In wake of Snowden, Senators introduce bill to reform security clearance process
Tester, McCaskill, Portman, Johnson push fix for broken system
(U.S. SENATE) - With Edward Snowden threatening to take national security secrets with him into asylum, a bipartisan group of Senators today introduced legislation to increase oversight over how the government conducts background investigations and awards security clearances, while also holding government employees and contractors more accountable for falsifying investigations.
Senators Jon Tester (D-Mont.), Claire McCaskill (D-Mo.), Rob Portman (R-Ohio), and Ron Johnson (R-Wis.) are teaming up to introduce the Security Clearance Oversight and Reform Enhancement (SCORE) Act. The bill improves oversight of the security clearance process, calls for the government to fire background check investigators and suspend others - including contractors - who falsify reports, and forces the government to update its policy determining which positions require a security clearance.
The bipartisan bill is a product of the four Senators' recent joint Homeland Security and Governmental Affairs Committee hearing that revealed that the contractor who conducted Snowden's background check is under investigation.
"Recent events force us to take a close look at what the federal government is doing in the name of national security and how well we are protecting classified information," said Tester, Chairman of the Senate Subcommittee on Federal Programs and the Federal Workforce. "Taxpayers are footing the bill for these programs and we need to make sure they are meeting the expectations of the American people. This bill gives investigators the tools they need to hold folks accountable and protect our national security."

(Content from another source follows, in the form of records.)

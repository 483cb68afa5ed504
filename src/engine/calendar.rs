use tracing::info;
use ulid::Ulid;

use crate::limits::*;
use crate::model::*;
use crate::outbox::OutboxItem;
use crate::sync::{SyncEntity, SyncRequest};

use super::conflict::{check_no_conflict, validate_name, validate_span};
use super::tx::UnitOfWork;
use super::{Engine, EngineError, Entity};

#[derive(Debug, Clone)]
pub struct SessionInput {
    pub id: Ulid,
    pub room_id: Ulid,
    pub staff_id: Ulid,
    pub client_id: Option<Ulid>,
    pub span: Span,
}

/// Partial update; `None` keeps the current value.
#[derive(Debug, Clone, Default, PartialEq, Eq)]
pub struct SessionUpdate {
    pub room_id: Option<Ulid>,
    pub staff_id: Option<Ulid>,
    pub client_id: Option<Ulid>,
    pub start: Option<Ms>,
    pub end: Option<Ms>,
}

#[derive(Debug, Clone)]
pub struct ClassInput {
    pub id: Ulid,
    pub room_id: Ulid,
    pub trainer_id: Ulid,
    pub name: Option<String>,
    pub span: Span,
    pub capacity: u32,
    pub price_cents: i64,
    /// Falls back to the policy default.
    pub credits_required: Option<u32>,
}

/// Attempts at locking a session's rows before giving up on a session that
/// keeps moving between calendars.
const SESSION_LOCK_ATTEMPTS: usize = 3;

fn check_room_then_staff(
    uow: &UnitOfWork<'_>,
    room_id: Ulid,
    staff_id: Ulid,
    span: &Span,
    exclude: Option<Ulid>,
) -> Result<(), EngineError> {
    check_no_conflict(uow.resource(room_id)?, span, exclude)?;
    check_no_conflict(uow.resource(staff_id)?, span, exclude)
}

fn check_calendar_room(uow: &UnitOfWork<'_>, ids: [Ulid; 2]) -> Result<(), EngineError> {
    for id in ids {
        if uow.resource(id)?.entries.len() >= MAX_ENTRIES_PER_RESOURCE {
            return Err(EngineError::LimitExceeded("too many calendar entries on resource"));
        }
    }
    Ok(())
}

fn transition(session: &IndividualSession, action: &'static str) -> Result<(), EngineError> {
    if session.status != SessionStatus::Scheduled {
        return Err(EngineError::InvalidTransition {
            id: session.id,
            from: session.status.as_str(),
            action,
        });
    }
    Ok(())
}

impl Engine {
    // ── Individual sessions ──────────────────────────────────

    pub async fn create_session(&self, input: SessionInput) -> Result<IndividualSession, EngineError> {
        validate_span(&input.span)?;
        if self.store.contains_session(&input.id) || self.store.contains_occurrence(&input.id) {
            return Err(EngineError::AlreadyExists(input.id));
        }
        if let Some(client_id) = input.client_id
            && !self.store.contains_client(&client_id)
        {
            return Err(EngineError::NotFound(Entity::Client, client_id));
        }

        let mut uow = UnitOfWork::begin(self).await?;
        uow.lock_resources(&[input.room_id], &[input.staff_id]).await?;
        if self.store.contains_session(&input.id) || self.store.contains_occurrence(&input.id) {
            return Err(EngineError::AlreadyExists(input.id));
        }
        check_calendar_room(&uow, [input.room_id, input.staff_id])?;
        check_room_then_staff(&uow, input.room_id, input.staff_id, &input.span, None)?;

        let session = IndividualSession {
            id: input.id,
            room_id: input.room_id,
            staff_id: input.staff_id,
            client_id: input.client_id,
            span: input.span,
            status: SessionStatus::Scheduled,
            attended: false,
            external_ref: None,
        };
        uow.record(Event::SessionWritten {
            session: session.clone(),
            previous_room: None,
            previous_staff: None,
        });
        uow.queue(OutboxItem::Sync(SyncRequest::upsert(SyncEntity::Session, session.id)));
        uow.commit().await?;
        info!(
            "session {} scheduled in room {} with staff {} [{}, {})",
            session.id, session.room_id, session.staff_id, session.span.start, session.span.end
        );
        Ok(session)
    }

    /// Lock the rows a session currently sits on, plus any extra rows, and
    /// return the session as it is under those locks. Retries if the session
    /// moved between reading it and locking.
    async fn lock_session(
        &self,
        id: Ulid,
        extra_room: Option<Ulid>,
        extra_staff: Option<Ulid>,
    ) -> Result<(UnitOfWork<'_>, IndividualSession), EngineError> {
        for _ in 0..SESSION_LOCK_ATTEMPTS {
            let seen = self
                .store
                .get_session(&id)
                .ok_or(EngineError::NotFound(Entity::Session, id))?;
            let rooms: Vec<Ulid> = [Some(seen.room_id), extra_room].into_iter().flatten().collect();
            let staff: Vec<Ulid> = [Some(seen.staff_id), extra_staff].into_iter().flatten().collect();
            let mut uow = UnitOfWork::begin(self).await?;
            uow.lock_resources(&rooms, &staff).await?;
            let current = self
                .store
                .get_session(&id)
                .ok_or(EngineError::NotFound(Entity::Session, id))?;
            if current.room_id == seen.room_id && current.staff_id == seen.staff_id {
                return Ok((uow, current));
            }
            tracing::debug!("session {id} moved while locking, retrying");
        }
        Err(EngineError::LockTimeout("session"))
    }

    pub async fn update_session(&self, id: Ulid, update: SessionUpdate) -> Result<IndividualSession, EngineError> {
        if let Some(client_id) = update.client_id
            && !self.store.contains_client(&client_id)
        {
            return Err(EngineError::NotFound(Entity::Client, client_id));
        }
        let (mut uow, current) = self.lock_session(id, update.room_id, update.staff_id).await?;
        transition(&current, "update")?;

        let mut next = current.clone();
        next.room_id = update.room_id.unwrap_or(current.room_id);
        next.staff_id = update.staff_id.unwrap_or(current.staff_id);
        next.client_id = update.client_id.or(current.client_id);
        next.span = Span {
            start: update.start.unwrap_or(current.span.start),
            end: update.end.unwrap_or(current.span.end),
        };
        validate_span(&next.span)?;
        if next == current {
            return Ok(current);
        }
        if next.room_id != current.room_id || next.staff_id != current.staff_id {
            check_calendar_room(&uow, [next.room_id, next.staff_id])?;
        }
        check_room_then_staff(&uow, next.room_id, next.staff_id, &next.span, Some(id))?;

        uow.record(Event::SessionWritten {
            session: next.clone(),
            previous_room: (next.room_id != current.room_id).then_some(current.room_id),
            previous_staff: (next.staff_id != current.staff_id).then_some(current.staff_id),
        });
        uow.queue(OutboxItem::Sync(SyncRequest::upsert(SyncEntity::Session, id)));
        uow.commit().await?;
        info!("session {id} updated");
        Ok(next)
    }

    async fn set_session_status(
        &self,
        id: Ulid,
        status: SessionStatus,
        attended: bool,
        action: &'static str,
    ) -> Result<IndividualSession, EngineError> {
        let (mut uow, current) = self.lock_session(id, None, None).await?;
        transition(&current, action)?;
        let mut next = current;
        next.status = status;
        next.attended = attended;
        uow.record(Event::SessionWritten {
            session: next.clone(),
            previous_room: None,
            previous_staff: None,
        });
        let sync = match status {
            SessionStatus::Cancelled => SyncRequest::delete(SyncEntity::Session, id),
            _ => SyncRequest::upsert(SyncEntity::Session, id),
        };
        uow.queue(OutboxItem::Sync(sync));
        uow.commit().await?;
        info!("session {id} {}", status.as_str());
        Ok(next)
    }

    /// Frees the slot. The session stays on record.
    pub async fn cancel_session(&self, id: Ulid) -> Result<IndividualSession, EngineError> {
        self.set_session_status(id, SessionStatus::Cancelled, false, "cancel").await
    }

    pub async fn complete_session(&self, id: Ulid, attended: bool) -> Result<IndividualSession, EngineError> {
        self.set_session_status(id, SessionStatus::Completed, attended, "complete").await
    }

    pub async fn mark_session_no_show(&self, id: Ulid) -> Result<IndividualSession, EngineError> {
        self.set_session_status(id, SessionStatus::NoShow, false, "mark no-show").await
    }

    /// Store the external calendar's id for a session. No sync is queued.
    pub async fn record_external_ref(&self, id: Ulid, external_ref: String) -> Result<(), EngineError> {
        if external_ref.len() > MAX_EXTERNAL_REF_LEN {
            return Err(EngineError::LimitExceeded("external ref too long"));
        }
        let (mut uow, current) = self.lock_session(id, None, None).await?;
        if current.external_ref.as_deref() == Some(external_ref.as_str()) {
            return Ok(());
        }
        let mut next = current;
        next.external_ref = Some(external_ref);
        uow.record(Event::SessionWritten {
            session: next,
            previous_room: None,
            previous_staff: None,
        });
        uow.commit().await
    }

    // ── Class occurrences ────────────────────────────────────

    pub async fn create_class(&self, input: ClassInput) -> Result<ClassOccurrence, EngineError> {
        validate_span(&input.span)?;
        validate_name(&input.name)?;
        let credits_required = input
            .credits_required
            .unwrap_or(self.policy.default_credits_per_class);
        if input.capacity == 0 || input.capacity > MAX_CLASS_CAPACITY {
            return Err(EngineError::InvalidInput("capacity must be between 1 and 1000"));
        }
        if credits_required == 0 || credits_required > MAX_CREDITS_PER_CLASS {
            return Err(EngineError::InvalidInput("credits_required must be between 1 and 100"));
        }
        if input.price_cents < 0 || input.price_cents > MAX_PRICE_CENTS {
            return Err(EngineError::InvalidInput("price out of range"));
        }
        if self.store.contains_occurrence(&input.id) || self.store.contains_session(&input.id) {
            return Err(EngineError::AlreadyExists(input.id));
        }

        let mut uow = UnitOfWork::begin(self).await?;
        uow.lock_resources(&[input.room_id], &[input.trainer_id]).await?;
        if self.store.contains_occurrence(&input.id) || self.store.contains_session(&input.id) {
            return Err(EngineError::AlreadyExists(input.id));
        }
        check_calendar_room(&uow, [input.room_id, input.trainer_id])?;
        check_room_then_staff(&uow, input.room_id, input.trainer_id, &input.span, None)?;

        let occurrence = ClassOccurrence {
            id: input.id,
            room_id: input.room_id,
            trainer_id: input.trainer_id,
            name: input.name,
            span: input.span,
            capacity: input.capacity,
            price_cents: input.price_cents,
            credits_required,
            status: ClassStatus::Scheduled,
        };
        uow.write_class(occurrence.clone());
        uow.queue(OutboxItem::Sync(SyncRequest::upsert(
            SyncEntity::ClassOccurrence,
            occurrence.id,
        )));
        uow.commit().await?;
        info!(
            "class {} scheduled in room {} with trainer {} [{}, {}), capacity {}",
            occurrence.id,
            occurrence.room_id,
            occurrence.trainer_id,
            occurrence.span.start,
            occurrence.span.end,
            occurrence.capacity
        );
        Ok(occurrence)
    }

    /// Room and trainer never change after creation, so they can be read
    /// before taking the locks that must precede the occurrence lock.
    pub(super) async fn class_resources(&self, id: Ulid) -> Result<(Ulid, Ulid), EngineError> {
        let row = self
            .store
            .get_occurrence(&id)
            .ok_or(EngineError::NotFound(Entity::Class, id))?;
        let state = row.read().await;
        Ok((state.occurrence.room_id, state.occurrence.trainer_id))
    }

    pub async fn complete_class(&self, id: Ulid) -> Result<ClassOccurrence, EngineError> {
        let (room_id, trainer_id) = self.class_resources(id).await?;
        let mut uow = UnitOfWork::begin(self).await?;
        uow.lock_resources(&[room_id], &[trainer_id]).await?;
        uow.lock_occurrence(id).await?;
        let mut occurrence = uow.occurrence()?.occurrence.clone();
        if occurrence.status != ClassStatus::Scheduled {
            return Err(EngineError::InvalidTransition {
                id,
                from: occurrence.status.as_str(),
                action: "complete",
            });
        }
        occurrence.status = ClassStatus::Completed;
        uow.write_class(occurrence.clone());
        uow.commit().await?;
        info!("class {id} completed");
        Ok(occurrence)
    }
}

"With the kind of threats America faces, we need to be sure that the folks trusted with access to classified information have been thoroughly vetted," said McCaskill, Chairman of the Senate Subcommittee on Financial & Contracting Oversight. "Private contractors are doing a huge bulk of these background checks, and it's nothing short of a national security threat if they're not conducting those checks with the care and attention needed. These new safeguards can bolster accountability, and go a long way to restore Americans' trust in this area of our national security."
"Performed well, the security clearance process should not only ensure our nation's most valuable information is protected, but also ensure that we have the necessary personnel to conduct the duties we need to protect the country. Done poorly, we run the risk of damaging leaks or hamstringing our Agencies' abilities to fulfill their missions," said Portman. "As we've seen in the recent cases of Edward Snowden and the falsification of OPM investigations, we must have an effective background investigation process. While much attention has been paid in recent years to timeliness, this bill will bring much-needed oversight to the security clearance process in order to address many of the long-term concerns regarding the effectiveness and efficiency of this process."
"The process for granting security clearances across the federal government is broken," Johnson said. "In conducting oversight of the process, we learned there is no government-wide standard for granting security clearances. We also learned that some government employees and contractors tasked with conducting background checks on those that will be entrusted with our national's secrets have fabricated the investigations. This means that security clearances have been granted and classified information is being handled by individuals that haven't received appropriate scrutiny. This legislation instructs the Director of National Intelligence to issue such guidance across the federal government within 180 days. And, if a government employee or contractor is found to have falsified a background check, they will be terminated or debarred. This is just common sense."
During the Senators' June hearing, witnesses testified that a lack of oversight and information sharing threatened the security of classified information. In response, the Senators' bill will empower the Office of Personnel Management (OPM) to use resources from its Revolving Fund to audit and investigate contractors that conduct background checks. The hearing also revealed that OPM has yet to fully exercise its authority to terminate or debar investigators and others found to have falsified background investigations. The bill requires OPM to remove those investigators from further investigations.
The four Senators also sent a letter to Government Accountability Office (GAO) Comptroller General Gene Dodaro requesting that the GAO examine the security clearance process and report how various federal agencies can streamline and improve clearance investigations.
Tester and McCaskill chair Senate Governmental Affairs subcommittees that oversee the federal workforce and federal contractors respectively. Portman and Johnson are the panels' ranking members.